## WORK REQUEST
Without changing a character, output all of the records.

## SUPPLIED MATERIAL
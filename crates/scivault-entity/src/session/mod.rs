//! Session domain entities.

pub mod model;
pub mod state;

pub use model::Session;
pub use state::SessionState;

## EXERCISE RESPONSE
filename crates/scivault-entity/src/session/mod.rs
//! Session domain entities.

pub mod model;
pub mod state;

pub use model::Session;
pub use state::SessionState;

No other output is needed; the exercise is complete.